Zimbabwe adopted a multiple foreign currency regime in 2009 but has recently faced acute cash shortages due to increased imports as well as alleged externalisation of United States dollar notes.
The country has failed to generate enough foreign currency because of low productivity, which has resulted in a wide current account deficit.
There have been calls for the country to adopt its southern neighbour’s currency to offset a severe shortage of the American currency, which has dominated trade on the domestic market.
The central bank chief told a University of Zimbabwe conference on Zimbabwe’s liquidity challenges that there would be chaos if Zimbbwe adopted the South African currency.

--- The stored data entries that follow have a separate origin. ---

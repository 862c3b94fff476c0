use std::process::Command;

// `rplan --version` shows the commit and target it was built from.
fn main() {
    println!("cargo:rerun-if-changed=../../.git/HEAD");

    let commit = Command::new("git")
        .args(["rev-parse", "--short=7", "HEAD"])
        .output()
        .ok()
        .filter(|out| out.status.success())
        .and_then(|out| String::from_utf8(out.stdout).ok())
        .map(|hash| hash.trim().to_string())
        .filter(|hash| !hash.is_empty())
        .unwrap_or_else(|| "unknown".into());
    println!("cargo:rustc-env=GIT_COMMIT_HASH={commit}");

    let target = std::env::var("TARGET").unwrap_or_else(|_| "unknown".into());
    println!("cargo:rustc-env=TARGET={target}");
}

An exasperated Mangudya told the audience that he had had enough of the issue and that talk of adoption of the South African rand only served to further undermine confidence in Zimbabwe.

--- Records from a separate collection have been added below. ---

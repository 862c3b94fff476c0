//! Planning workbook: one sheet per route, read into a [`Dataset`] and written
//! back with every other sheet preserved.

use std::collections::BTreeMap;
use std::path::Path;

use calamine::{open_workbook_auto, Data, Range, Reader};
use chrono::{Duration, NaiveDate, NaiveDateTime, NaiveTime, Timelike};
use rust_xlsxwriter::{Format, Workbook as XlsxWorkbook, Worksheet};

use routeplan_recon::apply::Dataset;
use routeplan_recon::config::PlanningConfig;
use routeplan_recon::{ChangeAction, ChangeLogEntry, ReconConfig, RouteCounts, RouteKey, RouteTable, Snapshot};

use crate::error::IoError;

/// Excel's sheet-name length limit.
pub const MAX_SHEET_NAME: usize = 31;

pub const CHANGES_LOG_SHEET: &str = "Changes_Log";
const CHANGES_LOG_HEADERS: [&str; 5] = ["Route", "Action", "Old_Name", "New_Name", "Rows_Affected"];

/// Cut a sheet title to the first 31 characters.
pub fn truncate_sheet_name(name: &str) -> String {
    name.chars().take(MAX_SHEET_NAME).collect()
}

// ---------------------------------------------------------------------------
// Reading
// ---------------------------------------------------------------------------

/// Cell text as the planning sheets present it. Whole floats drop their
/// decimals so numeric IDs survive a round trip. Dates and times become ISO
/// text, which [`write_cell`] turns back into date cells.
pub(crate) fn cell_text(cell: &Data) -> String {
    match cell {
        Data::Empty => String::new(),
        Data::String(s) => s.clone(),
        Data::Float(n) => format_number(*n),
        Data::Int(n) => n.to_string(),
        Data::Bool(b) => (if *b { "TRUE" } else { "FALSE" }).to_string(),
        Data::Error(e) => format!("#{e:?}"),
        Data::DateTime(dt) if dt.is_datetime() => {
            serial_to_text(dt.as_f64()).unwrap_or_else(|| format_number(dt.as_f64()))
        }
        Data::DateTime(dt) => format_number(dt.as_f64()),
        Data::DateTimeIso(s) | Data::DurationIso(s) => s.clone(),
    }
}

fn format_number(n: f64) -> String {
    if n.fract() == 0.0 && n.abs() < 1e15 {
        format!("{}", n as i64)
    } else {
        format!("{n}")
    }
}

// ---------------------------------------------------------------------------
// Dates
// ---------------------------------------------------------------------------

const DATE_TEXT: &str = "%Y-%m-%d";
const DATETIME_TEXT: &str = "%Y-%m-%d %H:%M:%S";
const TIME_TEXT: &str = "%H:%M:%S";
const SECONDS_PER_DAY: f64 = 86_400.0;

fn excel_epoch() -> NaiveDateTime {
    NaiveDate::from_ymd_opt(1899, 12, 30).and_then(|d| d.and_hms_opt(0, 0, 0)).unwrap_or_default()
}

/// Excel serial (days since 1899-12-30, fraction is the time of day) as ISO
/// text: a bare time below one day, a bare date at midnight, else both.
fn serial_to_text(serial: f64) -> Option<String> {
    if !serial.is_finite() || !(0.0..3_000_000.0).contains(&serial) {
        return None;
    }
    let seconds = (serial * SECONDS_PER_DAY).round() as i64;
    let dt = excel_epoch().checked_add_signed(Duration::seconds(seconds))?;
    let text = if serial < 1.0 {
        dt.format(TIME_TEXT)
    } else if dt.num_seconds_from_midnight() == 0 {
        dt.format(DATE_TEXT)
    } else {
        dt.format(DATETIME_TEXT)
    };
    Some(text.to_string())
}

/// ISO text back to an Excel serial and the number format to show it with.
fn parse_temporal(value: &str) -> Option<(f64, &'static str)> {
    let days = |dt: NaiveDateTime| (dt - excel_epoch()).num_seconds() as f64 / SECONDS_PER_DAY;
    if let Ok(dt) = NaiveDateTime::parse_from_str(value, DATETIME_TEXT)
        .or_else(|_| NaiveDateTime::parse_from_str(value, "%Y-%m-%dT%H:%M:%S"))
    {
        return Some((days(dt), "yyyy-mm-dd hh:mm:ss"));
    }
    if let Ok(date) = NaiveDate::parse_from_str(value, DATE_TEXT) {
        return Some((days(date.and_hms_opt(0, 0, 0)?), "yyyy-mm-dd"));
    }
    if let Ok(time) = NaiveTime::parse_from_str(value, TIME_TEXT) {
        return Some((time.num_seconds_from_midnight() as f64 / SECONDS_PER_DAY, "hh:mm:ss"));
    }
    None
}

/// Range as text rows, anchored at A1 so cell positions survive a rewrite.
/// Trailing all-blank rows are dropped.
pub(crate) fn range_rows(range: &Range<Data>) -> Vec<Vec<String>> {
    let (start_row, start_col) = range.start().unwrap_or((0, 0));
    let mut rows: Vec<Vec<String>> = vec![Vec::new(); start_row as usize];
    for row in range.rows() {
        let mut cells = vec![String::new(); start_col as usize];
        cells.extend(row.iter().map(cell_text));
        rows.push(cells);
    }
    while rows.last().is_some_and(|r| r.iter().all(|c| c.trim().is_empty())) {
        rows.pop();
    }
    rows
}

/// First header containing any hint (case-insensitive substring).
pub(crate) fn find_customer_column(headers: &[String], hints: &[String]) -> Option<usize> {
    headers.iter().position(|h| {
        let h = h.to_lowercase();
        hints.iter().map(|hint| hint.trim().to_lowercase()).any(|hint| !hint.is_empty() && h.contains(&hint))
    })
}

/// Exact header lookup, ignoring case and surrounding whitespace.
pub(crate) fn find_column(headers: &[String], name: &str) -> Option<usize> {
    headers.iter().position(|h| h.trim().eq_ignore_ascii_case(name.trim()))
}

/// The table starts at the first non-blank row; its index is returned so the
/// sheet can be written back at the same offset.
fn route_table(sheet: &str, rows: Vec<Vec<String>>, planning: &PlanningConfig) -> (RouteTable, usize) {
    let header_row = rows.iter().take_while(|r| r.iter().all(|c| c.trim().is_empty())).count();
    let mut rows = rows.into_iter().skip(header_row);
    let Some(headers) = rows.next() else {
        log::warn!("sheet '{sheet}' is empty");
        return (RouteTable::default(), 0);
    };
    let rows: Vec<Vec<String>> = rows.collect();
    let customer_col = find_customer_column(&headers, &planning.customer_hints).unwrap_or_else(|| {
        log::warn!("sheet '{sheet}': no customer column found, using the first column");
        0
    });
    (RouteTable::new(headers, customer_col, rows), header_row)
}

fn parse_change_log(rows: &[Vec<String>]) -> Vec<ChangeLogEntry> {
    let Some((headers, data)) = rows.split_first() else { return Vec::new() };
    let cols: Vec<Option<usize>> = CHANGES_LOG_HEADERS.iter().map(|h| find_column(headers, h)).collect();
    let cell = |row: &[String], i: usize| -> String {
        cols[i].and_then(|c| row.get(c)).map(|s| s.trim().to_string()).unwrap_or_default()
    };

    let mut entries = Vec::new();
    for (idx, row) in data.iter().enumerate() {
        let row = row.as_slice();
        let parsed = (|| {
            let route: RouteKey = cell(row, 0).parse().ok()?;
            let action: ChangeAction = cell(row, 1).parse().ok()?;
            let rows_affected = cell(row, 4).parse::<f64>().ok().filter(|n| *n >= 0.0)? as usize;
            Some(ChangeLogEntry { route, action, old_name: cell(row, 2), new_name: cell(row, 3), rows_affected })
        })();
        match parsed {
            Some(entry) => entries.push(entry),
            None if row.iter().all(|c| c.trim().is_empty()) => {}
            None => log::warn!("{CHANGES_LOG_SHEET} row {}: unreadable entry, dropped", idx + 2),
        }
    }
    entries
}

#[derive(Debug, Clone, PartialEq)]
enum SheetSlot {
    Route { route: RouteKey, name: String, header_row: usize },
    Other { name: String, rows: Vec<Vec<String>> },
}

/// A planning workbook held in memory.
#[derive(Debug, Clone, PartialEq)]
pub struct PlanningWorkbook {
    /// Route sheets that were found.
    pub dataset: Dataset,
    /// Audit log read from an existing `Changes_Log` sheet, plus new entries.
    pub change_log: Vec<ChangeLogEntry>,
    /// Configured routes whose sheet was absent.
    pub missing_routes: Vec<RouteKey>,
    slots: Vec<SheetSlot>,
}

impl PlanningWorkbook {
    /// Customer names and row counts per loaded route.
    pub fn snapshot(&self) -> Snapshot {
        self.dataset
            .iter()
            .map(|(route, table)| {
                (*route, RouteCounts { customers: table.customer_names(), orders: table.rows.len() })
            })
            .collect()
    }

    pub fn sheet_name(&self, route: RouteKey) -> Option<&str> {
        self.slots.iter().find_map(|slot| match slot {
            SheetSlot::Route { route: r, name, .. } if *r == route => Some(name.as_str()),
            _ => None,
        })
    }

    /// Names of sheets carried through unchanged.
    pub fn passthrough_sheets(&self) -> Vec<&str> {
        self.slots
            .iter()
            .filter_map(|slot| match slot {
                SheetSlot::Other { name, .. } => Some(name.as_str()),
                SheetSlot::Route { .. } => None,
            })
            .collect()
    }
}

/// Read every configured route sheet. Missing sheets are reported in
/// `missing_routes` with a warning, not as an error.
pub fn load_planning(path: &Path, config: &ReconConfig) -> Result<PlanningWorkbook, IoError> {
    if !path.exists() {
        return Err(IoError::NotFound { what: "planning workbook", path: path.to_path_buf() });
    }
    let mut workbook = open_workbook_auto(path)
        .map_err(|e| IoError::Workbook(format!("cannot open {}: {e}", path.display())))?;

    let route_sheets: BTreeMap<String, RouteKey> =
        config.routes.iter().map(|route| (config.planning.sheet_for(*route), *route)).collect();

    let mut dataset = Dataset::new();
    let mut change_log = Vec::new();
    let mut slots = Vec::new();

    let sheet_names: Vec<String> = workbook.sheet_names().to_vec();
    for name in sheet_names {
        let range = workbook
            .worksheet_range(&name)
            .map_err(|e| IoError::Workbook(format!("cannot read sheet '{name}': {e}")))?;
        let rows = range_rows(&range);

        if let Some(route) = route_sheets.get(&name) {
            let (table, header_row) = route_table(&name, rows, &config.planning);
            log::info!("{route}: loaded sheet '{name}' ({} rows)", table.rows.len());
            dataset.insert(*route, table);
            slots.push(SheetSlot::Route { route: *route, name, header_row });
        } else if name == CHANGES_LOG_SHEET {
            change_log = parse_change_log(&rows);
        } else {
            slots.push(SheetSlot::Other { name, rows });
        }
    }

    let mut missing_routes = Vec::new();
    for route in &config.routes {
        if !dataset.contains_key(route) {
            log::warn!(
                "{route}: sheet '{}' not found in {}, treating as empty",
                config.planning.sheet_for(*route),
                path.display()
            );
            missing_routes.push(*route);
        }
    }

    Ok(PlanningWorkbook { dataset, change_log, missing_routes, slots })
}

// ---------------------------------------------------------------------------
// Writing
// ---------------------------------------------------------------------------

fn cell_pos(row: usize, col: usize) -> Result<(u32, u16), IoError> {
    let r = u32::try_from(row).map_err(|_| IoError::Write(format!("row {row} out of range")))?;
    let c = u16::try_from(col).map_err(|_| IoError::Write(format!("column {col} out of range")))?;
    Ok((r, c))
}

/// Write one cell. Text that reads back as the same number is written as a
/// number, ISO dates and times as formatted date cells; blanks are skipped.
pub(crate) fn write_cell(ws: &mut Worksheet, row: usize, col: usize, value: &str) -> Result<(), IoError> {
    if value.is_empty() {
        return Ok(());
    }
    let (r, c) = cell_pos(row, col)?;
    if let Some((serial, num_format)) = parse_temporal(value) {
        ws.write_number_with_format(r, c, serial, &Format::new().set_num_format(num_format))?;
        return Ok(());
    }
    match value.parse::<f64>() {
        Ok(n) if n.is_finite() && format_number(n) == value => ws.write_number(r, c, n)?,
        _ => ws.write_string(r, c, value)?,
    };
    Ok(())
}

pub(crate) fn write_row<S: AsRef<str>>(ws: &mut Worksheet, row: usize, cells: &[S]) -> Result<(), IoError> {
    for (col, value) in cells.iter().enumerate() {
        write_cell(ws, row, col, value.as_ref())?;
    }
    Ok(())
}

pub(crate) fn add_sheet<'a>(book: &'a mut XlsxWorkbook, name: &str) -> Result<&'a mut Worksheet, IoError> {
    book.add_worksheet()
        .set_name(truncate_sheet_name(name))
        .map_err(|e| IoError::Write(format!("cannot create sheet '{name}': {e}")))
}

/// Write the workbook to `path`: sheets in their original order, route
/// sheets from the dataset, then `Changes_Log` when it has entries.
pub fn save_planning(workbook: &PlanningWorkbook, path: &Path) -> Result<(), IoError> {
    let mut book = XlsxWorkbook::new();

    for slot in &workbook.slots {
        match slot {
            SheetSlot::Route { route, name, header_row } => {
                let ws = add_sheet(&mut book, name)?;
                if let Some(table) = workbook.dataset.get(route) {
                    write_row(ws, *header_row, &table.headers)?;
                    for (i, row) in table.rows.iter().enumerate() {
                        write_row(ws, header_row + 1 + i, row)?;
                    }
                }
            }
            SheetSlot::Other { name, rows } => {
                let ws = add_sheet(&mut book, name)?;
                for (i, row) in rows.iter().enumerate() {
                    write_row(ws, i, row)?;
                }
            }
        }
    }

    if !workbook.change_log.is_empty() {
        let ws = add_sheet(&mut book, CHANGES_LOG_SHEET)?;
        write_row(ws, 0, &CHANGES_LOG_HEADERS)?;
        for (i, entry) in workbook.change_log.iter().enumerate() {
            let route = entry.route.to_string();
            write_row(ws, i + 1, &[route.as_str(), entry.action.as_str(), entry.old_name.as_str(), entry.new_name.as_str()])?;
            let (r, c) = cell_pos(i + 1, 4)?;
            ws.write_number(r, c, entry.rows_affected as f64)?;
        }
    }

    book.save(path)
        .map_err(|e| IoError::Write(format!("cannot save {}: {e}", path.display())))
}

“We are going to even have higher inflation in Zimbabwe if we adopt the rand because people are going to price goods with an expectation that the rand will depreciate. While we quote the rand at 13,5 to the US dollar, they will say the rand is at 16 because of rent seeking behaviour,” said Mangudya.
“The rand will be devalued here. I don’t want to continue talking about the rand anymore. The rand is part of the multi-currency system. The rand will make our prices go up so there is no magic in the rand,” he said.
He was backed by the International Monetary Fund’s resident representative, Christian Beddies, who said that using the rand would not be different from using the US dollar.
“What needs to be done for any regime, whether it’s dollarisation, whether it’s rand which by the way is the same (as dollarisation) or whether it’s a floating exchange rate, the fundamentals have to be in place, which brings us back to the comprehensive reform for economic transformation programme that would support such a move sometime in the future,” Beddies said.
Economist and Zimbabwe National Chamber of Commerce chief executive officer, Chris Mugaga, said the rand would not address underlying economic issues crippling the country.
“Some might be convinced that we need the rand but if you look at the challenges Zimbabwe has, I am convinced that they have nothing to do with currency. There is uncertainty, whether it’s steered by politicians or not, there is uncertainty,” Mugaga said.
In his monetary policy statement last week, Mangudya urged increased productivity and exports.
“Zimbabwe needs to produce and create exports. Foreign exchange must be earned and spent wisely in order to survive. There is no substitute for this narrative as the country’s external position is already weakened by more than 16 years of economic and international isolation,” he said.